Better understanding of Zig idioms

Hello Zig fellows:

So I’m working on small module that I’m hoping can largely be a well-documented and a first class experience for Zig end users but I have some questions on some Zig related concepts:

  1. Managed vs Unmanaged - Zig is manual memory management based, I feel like these words are a bit of a misnomer. But it’s my understanding that the only difference is whether or not the data structure holds a reference to a std.mem.Allocator internally vs having a memory related methods take an allocator? Is this a correct understanding or is there more to this?

  2. For a first class data structure, would Zig end users usually expect a Managed and Unmanaged variant? What do people typically reach for in everyday coding?

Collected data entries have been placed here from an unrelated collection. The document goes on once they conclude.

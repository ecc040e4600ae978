//! Request correlation: tags every request with an `x-request-id`.
//!
//! The id is preserved from the client when present (and non-empty),
//! generated otherwise, echoed on the response, and attached to a tracing
//! span so stream opens, submissions, and admin calls correlate in logs.

use axum::extract::Request;
use axum::http::{HeaderMap, HeaderName, HeaderValue};
use axum::middleware::Next;
use axum::response::Response;
use tracing::Instrument;
use uuid::Uuid;

pub(crate) const REQUEST_ID_HEADER: &str = "x-request-id";

pub async fn request_id_middleware(mut req: Request, next: Next) -> Response {
    let header = HeaderName::from_static(REQUEST_ID_HEADER);
    let request_id =
        incoming_id(req.headers()).unwrap_or_else(|| Uuid::new_v4().to_string());

    // Client-supplied ids passed `to_str` above and generated ones are
    // UUIDs, so this parse only fails on a forged non-ASCII header.
    let Ok(value) = HeaderValue::from_str(&request_id) else {
        return next.run(req).await;
    };

    req.headers_mut().insert(header.clone(), value.clone());
    let span = tracing::info_span!("request", request_id = %request_id);
    let mut response = next.run(req).instrument(span).await;
    response.headers_mut().insert(header, value);
    response
}

/// The client's correlation id, if it sent a usable one.
fn incoming_id(headers: &HeaderMap) -> Option<String> {
    let value = headers.get(REQUEST_ID_HEADER)?.to_str().ok()?;
    if value.is_empty() {
        None
    } else {
        Some(value.to_owned())
    }
}
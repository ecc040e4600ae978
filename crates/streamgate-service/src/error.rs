//! Service-layer error types.
//!
//! `ServiceError` is transport-agnostic. The HTTP crate maps it to status
//! codes; these are the only conditions a remote client ever observes
//! directly.

/// Service error shared across all transports.
#[derive(Debug, thiserror::Error)]
pub enum ServiceError {
    /// Malformed request payload.
    #[error("{0}")]
    BadRequest(String),

    /// Session not found or already removed.
    #[error("session not found")]
    SessionNotFound,

    /// Rate limit exceeded; carries a retry-after hint in seconds.
    #[error("too many requests")]
    TooManyRequests { retry_after_secs: u64 },
}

  3. What about “intrusive” types? I see Zig community members also periodically using those types. I’m wondering if I should consider building an intrusive version of my data structure.

My goal is to model my Set collection as if it were part of the standard lib while still largely being a general purpose solution.

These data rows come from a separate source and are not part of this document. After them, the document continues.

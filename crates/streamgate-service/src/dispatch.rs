//! Per-connection dispatch loop.
//!
//! A [`ConnectionDispatcher`] drains one session's outbound queue onto a
//! live transport, interleaving heartbeats so idle connections still emit
//! traffic. Transport adapters call [`next_event`] in a loop and write each
//! frame; `None` means the connection is done (queue closed, session
//! removed, or shutdown signalled).
//!
//! [`next_event`]: ConnectionDispatcher::next_event

use std::sync::Arc;
use std::time::{Duration, Instant};

use tokio_util::sync::CancellationToken;

use crate::events::OutboundEvent;
use crate::queue::{MessageQueue, Pop};

/// Dequeue poll timeout; bounds worst-case heartbeat latency.
pub const DEFAULT_POLL_TIMEOUT: Duration = Duration::from_millis(100);

/// Lifecycle of one connection.
#[derive(Debug, Clone, Copy, PartialEq, Eq)]
pub enum ConnectionState {
    Connecting,
    Streaming,
    Closed,
}

/// Drains one session's queue and injects heartbeats.
pub struct ConnectionDispatcher {
    session_id: String,
    queue: Arc<MessageQueue>,
    heartbeat_interval: Duration,
    poll_timeout: Duration,
    last_sent: Instant,
    state: ConnectionState,
    shutdown: CancellationToken,
}

impl ConnectionDispatcher {
    /// Builds a dispatcher over a session's queue.
    ///
    /// `shutdown` is typically a child of the service-wide token so process
    /// shutdown unwinds every connection.
    pub fn new(
        session_id: String,
        queue: Arc<MessageQueue>,
        heartbeat_interval: Duration,
        shutdown: CancellationToken,
    ) -> Self {
        Self {
            session_id,
            queue,
            heartbeat_interval,
            poll_timeout: DEFAULT_POLL_TIMEOUT,
            last_sent: Instant::now(),
            state: ConnectionState::Connecting,
            shutdown,
        }
    }

    /// Overrides the dequeue poll timeout (tests use short polls).
    pub fn with_poll_timeout(mut self, poll_timeout: Duration) -> Self {
        self.poll_timeout = poll_timeout;
        self
    }

    pub fn session_id(&self) -> &str {
        &self.session_id
    }

    pub fn state(&self) -> ConnectionState {
        self.state
    }

    /// Produces the next frame for this connection.
    ///
    /// Returns queued messages in FIFO order; after `heartbeat_interval`
    /// with nothing sent, returns a heartbeat instead. Returns `None` once
    /// the queue is closed or shutdown is signalled, after which the
    /// dispatcher stays closed.
    pub async fn next_event(&mut self) -> Option<OutboundEvent> {
        if self.state == ConnectionState::Closed {
            return None;
        }
        self.state = ConnectionState::Streaming;

        loop {
            let pop = tokio::select! {
                () = self.shutdown.cancelled() => {
                    tracing::debug!(session_id = %self.session_id, "dispatcher cancelled");
                    self.state = ConnectionState::Closed;
                    return None;
                }
                pop = self.queue.pop_timeout(self.poll_timeout) => pop,
            };

            match pop {
                Pop::Message(payload) => {
                    self.last_sent = Instant::now();
                    return Some(OutboundEvent::message(payload));
                }
                Pop::Closed => {
                    tracing::debug!(session_id = %self.session_id, "queue closed, ending stream");
                    self.state = ConnectionState::Closed;
                    return None;
                }
                Pop::Timeout => {
                    if self.last_sent.elapsed() >= self.heartbeat_interval {
                        self.last_sent = Instant::now();
                        return Some(OutboundEvent::heartbeat());
                    }
                }
            }
        }
    }
}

Hey @deckarep, first - thanks for your work on creating a general set object. I think it’s a great example of a community contribution to the ecosystem.

Let’s go through your points one at a time.

  • Managed vs Unmanaged

Yes you are correct that there is a misnomer here, but that’s not due to the objects you’re referring to. Fundamentally, it’s because it’s not about objects so I disagree with the framing of “do I have an allocator reference or not”.

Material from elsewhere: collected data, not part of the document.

//! Streamgate Service — session and admission core for the streaming server.
//!
//! This crate contains all transport-agnostic logic: the session registry
//! with its per-session outbound queues, the adaptive token-bucket rate
//! limiter, the per-connection dispatch loop, metrics, and admin
//! operations. Transport crates (`streamgate-http`) depend on this crate
//! and provide protocol-specific adapters.
//!
//! **Zero transport dependencies** — no axum, no wire-protocol code.

pub mod adaptive;
pub mod admin;
pub mod dispatch;
pub mod error;
pub mod events;
pub mod metrics;
pub mod queue;
pub mod rate_limit;
pub mod session;
pub mod types;

use std::sync::Arc;
use std::time::{Duration, Instant};

use tokio_util::sync::CancellationToken;

use adaptive::AdaptiveRateLimiter;
use dispatch::ConnectionDispatcher;
use error::ServiceError;
use metrics::Metrics;
use rate_limit::RateLimiter;
use session::SessionRegistry;

/// Configuration subset relevant to the service layer.
///
/// Transport-specific config (ports, CORS origins, log formats) stays in
/// the binary crate's `Config` struct.
#[derive(Debug, Clone)]
pub struct ServiceConfig {
    /// Maximum concurrent sessions; the oldest is evicted past this.
    pub max_sessions: usize,
    /// Idle time after which the sweep removes a session.
    pub session_timeout: Duration,
    /// Cadence of the session sweep.
    pub cleanup_interval: Duration,
    /// Idle time after which a connection emits a heartbeat frame.
    pub heartbeat_interval: Duration,
    /// Requests allowed per client per window.
    pub rate_limit_requests: u64,
    /// Rate-limit window.
    pub rate_limit_window: Duration,
    /// Lower bound on the adaptive capacity multiplier.
    pub min_multiplier: f64,
    /// Upper bound on the adaptive capacity multiplier.
    pub max_multiplier: f64,
}

impl Default for ServiceConfig {
    fn default() -> Self {
        Self {
            max_sessions: 1000,
            session_timeout: Duration::from_secs(300),
            cleanup_interval: Duration::from_secs(60),
            heartbeat_interval: Duration::from_secs(30),
            rate_limit_requests: 100,
            rate_limit_window: Duration::from_secs(60),
            min_multiplier: 0.5,
            max_multiplier: 2.0,
        }
    }
}

/// Shared service state, cloneable across all transport handlers.
///
/// The explicitly constructed composition root: every component is owned
/// here and passed down by reference — no hidden globals.
#[derive(Clone)]
pub struct ServiceState {
    inner: Arc<Inner>,
}

struct Inner {
    sessions: SessionRegistry,
    limiter: AdaptiveRateLimiter,
    metrics: Arc<Metrics>,
    session_timeout: Duration,
    cleanup_interval: Duration,
    heartbeat_interval: Duration,
    shutdown: CancellationToken,
    start_time: Instant,
}

impl ServiceState {
    /// Creates a new service state from config.
    pub fn new(config: &ServiceConfig) -> Self {
        let metrics = Arc::new(Metrics::new());
        let base = RateLimiter::new(config.rate_limit_requests, config.rate_limit_window);
        Self {
            inner: Arc::new(Inner {
                sessions: SessionRegistry::new(config.max_sessions, Arc::clone(&metrics)),
                limiter: AdaptiveRateLimiter::new(
                    base,
                    config.min_multiplier,
                    config.max_multiplier,
                ),
                metrics,
                session_timeout: config.session_timeout,
                cleanup_interval: config.cleanup_interval,
                heartbeat_interval: config.heartbeat_interval,
                shutdown: CancellationToken::new(),
                start_time: Instant::now(),
            }),
        }
    }

    /// Creates a state with default config (tests and ephemeral use).
    pub fn with_defaults() -> Self {
        Self::new(&ServiceConfig::default())
    }

    /// Creates a state with a specific rate limit (for tests).
    pub fn with_rate_limit(requests: u64, window: Duration) -> Self {
        Self::new(&ServiceConfig {
            rate_limit_requests: requests,
            rate_limit_window: window,
            ..ServiceConfig::default()
        })
    }

    // --- Accessors ---

    pub fn sessions(&self) -> &SessionRegistry {
        &self.inner.sessions
    }

    pub fn limiter(&self) -> &AdaptiveRateLimiter {
        &self.inner.limiter
    }

    pub fn metrics(&self) -> &Metrics {
        &self.inner.metrics
    }

    pub fn session_timeout(&self) -> Duration {
        self.inner.session_timeout
    }

    pub fn cleanup_interval(&self) -> Duration {
        self.inner.cleanup_interval
    }

    pub fn heartbeat_interval(&self) -> Duration {
        self.inner.heartbeat_interval
    }

    /// Service-wide shutdown token; connections hold children of it.
    pub fn shutdown_token(&self) -> CancellationToken {
        self.inner.shutdown.clone()
    }

    pub fn uptime_secs(&self) -> u64 {
        self.inner.start_time.elapsed().as_secs()
    }

    // --- Connection lifecycle ---

    /// Connection accept hook: resolves or creates the session and returns
    /// a dispatcher bound to its queue.
    pub fn open_connection(
        &self,
        user_id: &str,
        session_id: Option<&str>,
    ) -> Result<ConnectionDispatcher, ServiceError> {
        let id = self.inner.sessions.create(user_id, session_id);
        let queue = self
            .inner
            .sessions
            .queue(&id)
            .ok_or(ServiceError::SessionNotFound)?;
        Ok(ConnectionDispatcher::new(
            id,
            queue,
            self.inner.heartbeat_interval,
            self.inner.shutdown.child_token(),
        ))
    }

    /// Control-message submission hook.
    ///
    /// Checks the rate limiter for `client_id` before touching the session;
    /// a denial carries a retry-after hint and never reaches the queue.
    /// Payloads must be JSON objects, and one typed `initialize` completes
    /// the session handshake.
    pub fn submit_message(
        &self,
        session_id: &str,
        client_id: &str,
        payload: serde_json::Value,
    ) -> Result<(), ServiceError> {
        if !self.inner.limiter.allow(client_id) {
            self.inner.metrics.record_rate_limited();
            self.inner.limiter.record_result(client_id, false);
            let retry_after = self.inner.limiter.time_until_next_token(client_id);
            tracing::debug!(client_id, session_id, "control message rate limited");
            return Err(ServiceError::TooManyRequests {
                retry_after_secs: retry_after.as_secs().max(1),
            });
        }

        if !payload.is_object() {
            self.inner.limiter.record_result(client_id, false);
            return Err(ServiceError::BadRequest(
                "payload must be a JSON object".to_owned(),
            ));
        }

        let is_initialize =
            payload.get("type").and_then(|v| v.as_str()) == Some("initialize");

        if !self.inner.sessions.send_to(session_id, payload) {
            self.inner.limiter.record_result(client_id, false);
            return Err(ServiceError::SessionNotFound);
        }
        if is_initialize {
            self.inner.sessions.mark_initialized(session_id);
        }
        self.inner.limiter.record_result(client_id, true);
        self.inner.metrics.record_message_enqueued();
        Ok(())
    }

    // --- Maintenance ---

    /// Removes sessions idle past the configured timeout. Sweep body.
    pub fn cleanup_expired_sessions(&self) -> usize {
        self.inner.sessions.cleanup_expired(self.inner.session_timeout)
    }

    /// Drops idle rate-limit buckets. Sweep body.
    pub fn cleanup_rate_limits(&self) -> usize {
        self.inner.limiter.cleanup()
    }

    /// Cadence for the rate-limit sweep.
    pub fn rate_limit_sweep_interval(&self) -> Duration {
        self.inner.limiter.sweep_interval()
    }

    /// Signals shutdown: cancels every connection's token and closes every
    /// queue so no dispatcher blocks past this call.
    pub fn shutdown(&self) {
        self.inner.shutdown.cancel();
        self.inner.sessions.close_all();
    }
}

Manual memory management means that you think about memory differently. Let’s think about a stack allocator as an example.

As far as the stack is concerned, it doesn’t have a list of foo type objects. It has a block of bytes and those bytes are occupied or not. Now, I as the programmer can imagine that as a group of foo types, but I can also choose to “deallocate” them by just resetting the index of the stack to zero. That’s really what manual memory management is about - I choose to see bytes the way I want to see them.

So how does this play into your original question: what’s the deal with managed vs unmanaged data structures? Let’s take another example of ye ol’ ArenaAllocator to answer this question.

I may have one arena allocator that manages the memory over some number of arbitrary data structures (let’s call it N for short). In this case, I do not want each individual object acting like it’s an island of its own concerns - it’s not. The arena determines the lifetime of the group of N objects. Unmanaged data structures make this very apparent. In that case, why do I want N references to an allocator lying around when they are already handled centrally by one allocator that inherently sees them as a group?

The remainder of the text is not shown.